Modified Preorder Tree Traversal

Bjarte Skogøy

unread,

Sep 11, 2012, 4:13:09 AM9/11/12

to rav...@googlegroups.com

Hi,

I'm looking into storing some hierarchical data in RavenDB using this concept: http://www.codeproject.com/Articles/31669/Hierarchical-Tree-Represented-by-Modified-Preorder

I'm not sure how/where to implement and when to execute the logic of modifying the left and right columns. I'm thinking that the most "correct" way of doing it would be to create a PUT-trigger and update the left and right values in AfterPut, to ensure that everything happens in one transaction, but I'm not sure what the consequences of this would be (stale indexes, other updates at the same time, and so on).

Have anyone else solved this? Any thoughts or objections?

Oren Eini (Ayende Rahien)

unread,

Sep 11, 2012, 5:09:41 AM9/11/12

to rav...@googlegroups.com

Why would you want to do things this way?

This is a solution for a relational database.

What is it that you are trying to do?

Bjarte Skogøy

unread,

Sep 11, 2012, 7:05:17 AM9/11/12

to rav...@googlegroups.com

:) I'm not quite sure, actually. I need to be able to store different kind of trees.

And one of these kinds can potentially contain a lot of levels. In one way it's very similar to a file system. I've got folders with sub-folders and content (not being folders), kind of. I've looked into storing everything in one document. But that won't quite be the right thing. I have to be able to load a sub-part of the tree. The tree will potentially be too large to load everything at once, so I would like to be able to lazy-load sub-folders.

I've also looked into storing the entire parent-path in each folder-document. Storing both the parent_id and generating the parent-path on updates would maybe do what I want? But this solution, as well as the Modified Preorder Tree Traversal, will require a lot of processing when changing the folder structure.

I've also considered another approach; I wouldn't mind if moving a folder around in the structure "locks" the entire structure when updating, but I would like to be able to change the name of the folder without this happening. To accomplish this I have wondered if it would be a solution to keep one document for organizing the folder-structure, but keeping all of the data (folder name, the folders content items etc) in another document. Would look something like this:

folderstructure/1

{

"Package": "Resource collection 1",

"Folders": [

{

"ThisFolder": "folder/1",

"Children": [

{

"ThisFolder": "folder/2",

"Children": []

}

]

}

]

}

folder/1

{

"Name":"Documentation",

"Content": [

"content/2",

"content/19"

]

}

This would also allow me to place a folder in multiple folder structures. This would in a way solve my problem, but would this be a stupid way of using a document-database? Given the extensive usage of document-links ...

What do you think?

Oren Eini (Ayende Rahien)

unread,

Sep 11, 2012, 7:07:17 AM9/11/12

to rav...@googlegroups.com

Let us take several steps back.

What are you _doing_?

Bjarte Skogøy

unread,

Sep 11, 2012, 7:26:10 AM9/11/12

to rav...@googlegroups.com

From the start ...

We have some million content-items. Being text, images, audio and so on.

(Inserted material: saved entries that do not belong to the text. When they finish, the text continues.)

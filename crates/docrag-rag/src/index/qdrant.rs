//! Qdrant vector index

use async_trait::async_trait;
use qdrant_client::Qdrant;
use qdrant_client::qdrant::point_id::PointIdOptions;
use qdrant_client::qdrant::value::Kind;
use qdrant_client::qdrant::{
    CountPointsBuilder, CreateCollectionBuilder, Distance, PointId, PointStruct,
    SearchPointsBuilder, UpsertPointsBuilder, Value, VectorParamsBuilder,
};
use serde::{Deserialize, Serialize};
use std::collections::HashMap;
use tracing::{info, warn};

use docrag_core::config::{Lookup, optional};
use docrag_core::{
    DocumentChunk, Error, IndexedChunk, Result, ScoredChunk, SearchConfig, VectorIndex,
};

pub const DEFAULT_QDRANT_URL: &str = "http://localhost:6334";

const TEXT_KEY: &str = "text";
const SOURCE_KEY: &str = "source";
const CHUNK_INDEX_KEY: &str = "chunk_index";

/// Connection settings for a Qdrant deployment
#[derive(Debug, Clone, PartialEq, Serialize, Deserialize)]
pub struct QdrantConfig {
    pub url: String,
    pub api_key: Option<String>,
}

impl QdrantConfig {
    /// Create configuration from an arbitrary variable source
    pub fn from_lookup(lookup: Lookup<'_>) -> Result<Self> {
        let url =
            optional(lookup, "QDRANT_URL").unwrap_or_else(|| DEFAULT_QDRANT_URL.to_string());
        url::Url::parse(&url)
            .map_err(|e| Error::Configuration(format!("invalid QDRANT_URL {:?}: {}", url, e)))?;

        Ok(Self {
            url,
            api_key: optional(lookup, "QDRANT_API_KEY"),
        })
    }
}

impl Default for QdrantConfig {
    fn default() -> Self {
        Self {
            url: DEFAULT_QDRANT_URL.to_string(),
            api_key: None,
        }
    }
}

/// Qdrant collection used as the vector index
pub struct QdrantVectorIndex {
    client: Qdrant,
    collection: String,
}

fn index_error(e: impl std::fmt::Display) -> Error {
    Error::VectorIndex(e.to_string())
}

impl QdrantVectorIndex {
    /// Build a client for `collection`; no request is made until first use
    pub fn connect(config: &QdrantConfig, collection: impl Into<String>) -> Result<Self> {
        let mut builder = Qdrant::from_url(&config.url);
        if let Some(api_key) = &config.api_key {
            builder = builder.api_key(api_key.clone());
        }
        let client = builder.build().map_err(index_error)?;

        Ok(Self {
            client,
            collection: collection.into(),
        })
    }
}

#[async_trait]
impl VectorIndex for QdrantVectorIndex {
    fn name(&self) -> &str {
        &self.collection
    }

    async fn ensure_ready(&self, dimensions: usize) -> Result<()> {
        let collections = self.client.list_collections().await.map_err(index_error)?;

        let collection_exists = collections
            .collections
            .iter()
            .any(|c| c.name == self.collection);

        if collection_exists {
            return Ok(());
        }

        let created = self
            .client
            .create_collection(
                CreateCollectionBuilder::new(self.collection.clone()).vectors_config(
                    VectorParamsBuilder::new(dimensions as u64, Distance::Cosine),
                ),
            )
            .await;

        match created {
            Ok(_) => {
                info!(collection = %self.collection, dimensions, "created Qdrant collection");
                Ok(())
            }
            // The other service may create it between the listing and this call.
            Err(e) if is_already_exists(&e.to_string()) => {
                info!(collection = %self.collection, "Qdrant collection created concurrently");
                Ok(())
            }
            Err(e) => Err(index_error(e)),
        }
    }

    async fn upsert(&self, points: Vec<IndexedChunk>) -> Result<usize> {
        if points.is_empty() {
            return Ok(0);
        }

        let count = points.len();
        let points: Vec<PointStruct> = points
            .into_iter()
            .map(|point| {
                let payload = chunk_payload(&point.chunk);
                PointStruct::new(point.chunk.id, point.embedding, payload)
            })
            .collect();

        self.client
            .upsert_points(UpsertPointsBuilder::new(self.collection.clone(), points).wait(true))
            .await
            .map_err(index_error)?;

        Ok(count)
    }

    async fn search(&self, vector: Vec<f32>, config: &SearchConfig) -> Result<Vec<ScoredChunk>> {
        let response = self
            .client
            .search_points(
                SearchPointsBuilder::new(self.collection.clone(), vector, config.top_k as u64)
                    .with_payload(true),
            )
            .await
            .map_err(index_error)?;

        let mut results = Vec::with_capacity(response.result.len());
        for point in response.result {
            let id = point.id.as_ref().map(point_id_string);
            match chunk_from_payload(id, &point.payload) {
                Some(chunk) => results.push(ScoredChunk {
                    chunk,
                    score: point.score,
                }),
                None => {
                    warn!(collection = %self.collection, "skipping point without text or source")
                }
            }
        }

        Ok(results)
    }

    async fn count(&self) -> Result<usize> {
        let response = self
            .client
            .count(CountPointsBuilder::new(self.collection.clone()).exact(true))
            .await
            .map_err(index_error)?;

        Ok(response.result.map(|r| r.count as usize).unwrap_or(0))
    }
}

fn is_already_exists(message: &str) -> bool {
    message.contains("already exists")
}

fn chunk_payload(chunk: &DocumentChunk) -> HashMap<String, Value> {
    let mut payload = HashMap::new();
    payload.insert(TEXT_KEY.to_string(), Value::from(chunk.text.clone()));
    payload.insert(SOURCE_KEY.to_string(), Value::from(chunk.source.clone()));
    payload.insert(CHUNK_INDEX_KEY.to_string(), Value::from(chunk.chunk_index as i64));

    if let Some(metadata) = chunk.metadata.as_object() {
        for (key, value) in metadata {
            if matches!(key.as_str(), TEXT_KEY | SOURCE_KEY | CHUNK_INDEX_KEY) {
                continue;
            }
            if let Some(value) = json_to_value(value) {
                payload.insert(key.clone(), value);
            }
        }
    }

    payload
}

fn chunk_from_payload(
    id: Option<String>,
    payload: &HashMap<String, Value>,
) -> Option<DocumentChunk> {
    let text = payload_string(payload, TEXT_KEY)?;
    let source = payload_string(payload, SOURCE_KEY)?;
    let chunk_index = match payload.get(CHUNK_INDEX_KEY).and_then(|v| v.kind.as_ref()) {
        Some(Kind::IntegerValue(i)) => usize::try_from(*i).unwrap_or_default(),
        _ => 0,
    };

    let mut chunk = DocumentChunk::new(source, chunk_index, text).ok()?;
    if let Some(id) = id {
        chunk.id = id;
    }

    let metadata: serde_json::Map<String, serde_json::Value> = payload
        .iter()
        .filter(|(key, _)| !matches!(key.as_str(), TEXT_KEY | SOURCE_KEY | CHUNK_INDEX_KEY))
        .filter_map(|(key, value)| value_to_json(value).map(|v| (key.clone(), v)))
        .collect();

    Some(chunk.with_metadata(serde_json::Value::Object(metadata)))
}

fn payload_string(payload: &HashMap<String, Value>, key: &str) -> Option<String> {
    match payload.get(key).and_then(|v| v.kind.as_ref()) {
        Some(Kind::StringValue(s)) => Some(s.clone()),
        _ => None,
    }
}

fn point_id_string(id: &PointId) -> String {
    match &id.point_id_options {
        Some(PointIdOptions::Uuid(uuid)) => uuid.clone(),
        Some(PointIdOptions::Num(num)) => num.to_string(),
        None => String::new(),
    }
}

/// Scalar JSON values only; nested structures are not stored
fn json_to_value(value: &serde_json::Value) -> Option<Value> {
    match value {
        serde_json::Value::String(s) => Some(Value::from(s.clone())),
        serde_json::Value::Bool(b) => Some(Value::from(*b)),
        serde_json::Value::Number(n) => match n.as_i64() {
            Some(i) => Some(Value::from(i)),
            None => n.as_f64().map(Value::from),
        },
        _ => None,
    }
}

fn value_to_json(value: &Value) -> Option<serde_json::Value> {
    match value.kind.as_ref()? {
        Kind::StringValue(s) => Some(serde_json::Value::String(s.clone())),
        Kind::BoolValue(b) => Some(serde_json::Value::Bool(*b)),
        Kind::IntegerValue(i) => Some(serde_json::Value::from(*i)),
        Kind::DoubleValue(d) => serde_json::Number::from_f64(*d).map(serde_json::Value::Number),
        _ => None,
    }
}
//! Construction of the shared service clients

use std::sync::Arc;

use tracing::info;

use docrag_core::{Embedder, LLMProvider, Result, VectorIndex};
use docrag_openai::{OpenAiChatClient, OpenAiEmbedder};
use docrag_rag::{HashEmbedder, LocalVectorIndex, QdrantVectorIndex};

use crate::config::{EmbedderBackend, IndexBackend, ServiceConfig};

/// Clients built once at startup and shared by every request
#[derive(Clone)]
pub struct Clients {
    pub embedder: Arc<dyn Embedder>,
    pub index: Arc<dyn VectorIndex>,
}

impl Clients {
    /// Build the embedder and index, creating the collection when missing
    pub async fn connect(config: &ServiceConfig) -> Result<Self> {
        let embedder = build_embedder(config)?;
        let index = build_index(config)?;
        index.ensure_ready(embedder.dimensions()).await?;

        info!(
            index = index.name(),
            embedder = embedder.model_id(),
            dimensions = embedder.dimensions(),
            "vector index ready"
        );
        Ok(Self { embedder, index })
    }
}

pub fn build_embedder(config: &ServiceConfig) -> Result<Arc<dyn Embedder>> {
    let embedder: Arc<dyn Embedder> = match config.embedder {
        EmbedderBackend::OpenAi => Arc::new(OpenAiEmbedder::new(config.openai()?)?),
        EmbedderBackend::Hash(dimensions) => Arc::new(HashEmbedder::new(dimensions)),
    };
    Ok(embedder)
}

pub fn build_index(config: &ServiceConfig) -> Result<Arc<dyn VectorIndex>> {
    let index: Arc<dyn VectorIndex> = match &config.index {
        IndexBackend::Memory => Arc::new(LocalVectorIndex::new(config.index_name.clone())),
        IndexBackend::Qdrant(qdrant) => {
            Arc::new(QdrantVectorIndex::connect(qdrant, config.index_name.clone())?)
        }
    };
    Ok(index)
}

pub fn build_llm(config: &ServiceConfig) -> Result<Arc<dyn LLMProvider>> {
    Ok(Arc::new(OpenAiChatClient::new(config.openai()?)?))
}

All of these items are now, in small portions, part of desktop installations and distributed in access databases. We want to have all of our data online and could of course merge everything together into an mssql-database and keep things as they are. But some of the underlying structures are approaching an age of 20 years and is ready for rewriting. We are evaluating RavenDB in other solutions and would like to use it in this one too.

The main issue is to decide how to save a folder structure where the structure and usages of it does not invite to storing everything in one document. We need to support that a folder can be placed in multiple parent-folders. Folders can in theory have a very large count of both sub-folders and content items.

Oren Eini (Ayende Rahien)

unread,

Sep 11, 2012, 7:52:15 AM9/11/12

to rav...@googlegroups.com

Okay, so far, so good.

Now, let us assume that we can treat each content item as its own document.

Is there a reason not to have something like:

Parents: ["folders/123", "folders/431"]

Etc...

You make a distinction from folder name and id, so renaming a folder is cheap.

You can have multiple parents, and you store only the immediate parent.

What sort of operations do you need to do on those?

Bjarte Skogøy

unread,

Sep 11, 2012, 8:25:24 AM9/11/12

to rav...@googlegroups.com

So you're thinking of saving a list of parents in both folders and content items? That would work.

I need to fill a tree in the UI from the folder structure, but that will be easy. I would also need a way of checking if a content item is a child (at any level) of a given folder. How would I do that?

Chris Marisic

unread,

Sep 11, 2012, 8:54:16 AM9/11/12

to rav...@googlegroups.com

If it's really content items like you say, it sounds like this should be stored directly in the file system to begin with.

Bjarte Skogøy

unread,

Sep 11, 2012, 12:07:32 PM9/11/12

to rav...@googlegroups.com

The actual content(the binary data) of the content items will be stored in the cloud.

Chris Marisic

unread,

Sep 11, 2012, 1:08:16 PM9/11/12

to rav...@googlegroups.com

With that being said, I really love RavenDB and strongly push people to it. However since the graph support for RavenDB was abandoned, I would have to atleast suggest taking a look a db that directly understands hierarchical information, MS sql server 2008+ does, Neo4j are 2 of the top picks.

Bjarte Skogøy

unread,

Sep 12, 2012, 2:19:20 AM9/12/12

to rav...@googlegroups.com

What was the difficulties/issues of implementing graph support in RavenDB?

Oren Eini (Ayende Rahien)

unread,

Sep 12, 2012, 2:27:01 AM9/12/12

to rav...@googlegroups.com

Time

Mostly

Bjarte Skogøy

unread,

Sep 12, 2012, 3:06:59 AM9/12/12

to rav...@googlegroups.com

Ok. Would this be a good solution for hierarchical documents: http://www.slideshare.net/MarkHarwood/proposal-for-nested-document-support-in-lucene? Not sure if it's implemented in Lucene.Net yet, but I think it's implemented in the Java version.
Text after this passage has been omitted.